> GOAL OF THE EXERCISE:
Search the material for the string "write" and reply with how many lines contain it, nothing else.

> RECORDS FOR THIS EXERCISE:
________________

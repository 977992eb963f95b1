//! Connection lifecycle state.

/// Current state of the subscription socket.
#[derive(Clone, Copy, Debug, Default, PartialEq, Eq)]
pub enum ConnectionState {
    /// Socket open, `connection_init` sent, waiting for `connection_ack`.
    #[default]
    Initializing,
    /// Acknowledged; queued frames may be sent.
    Active,
    /// Closed or failed. Nothing more is sent.
    Terminated,
}

impl ConnectionState {
    /// Whether queued frames may be written.
    pub fn is_active(self) -> bool {
        self == Self::Active
    }

    /// Whether the connection has ended.
    pub fn is_terminated(self) -> bool {
        self == Self::Terminated
    }
}

impl std::fmt::Display for ConnectionState {
    fn fmt(&self, f: &mut std::fmt::Formatter<'_>) -> std::fmt::Result {
        match self {
            Self::Initializing => write!(f, "Initializing"),
            Self::Active => write!(f, "Active"),
            Self::Terminated => write!(f, "Terminated"),
        }
    }
}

________________

> ANSWER TO THIS TASK:
3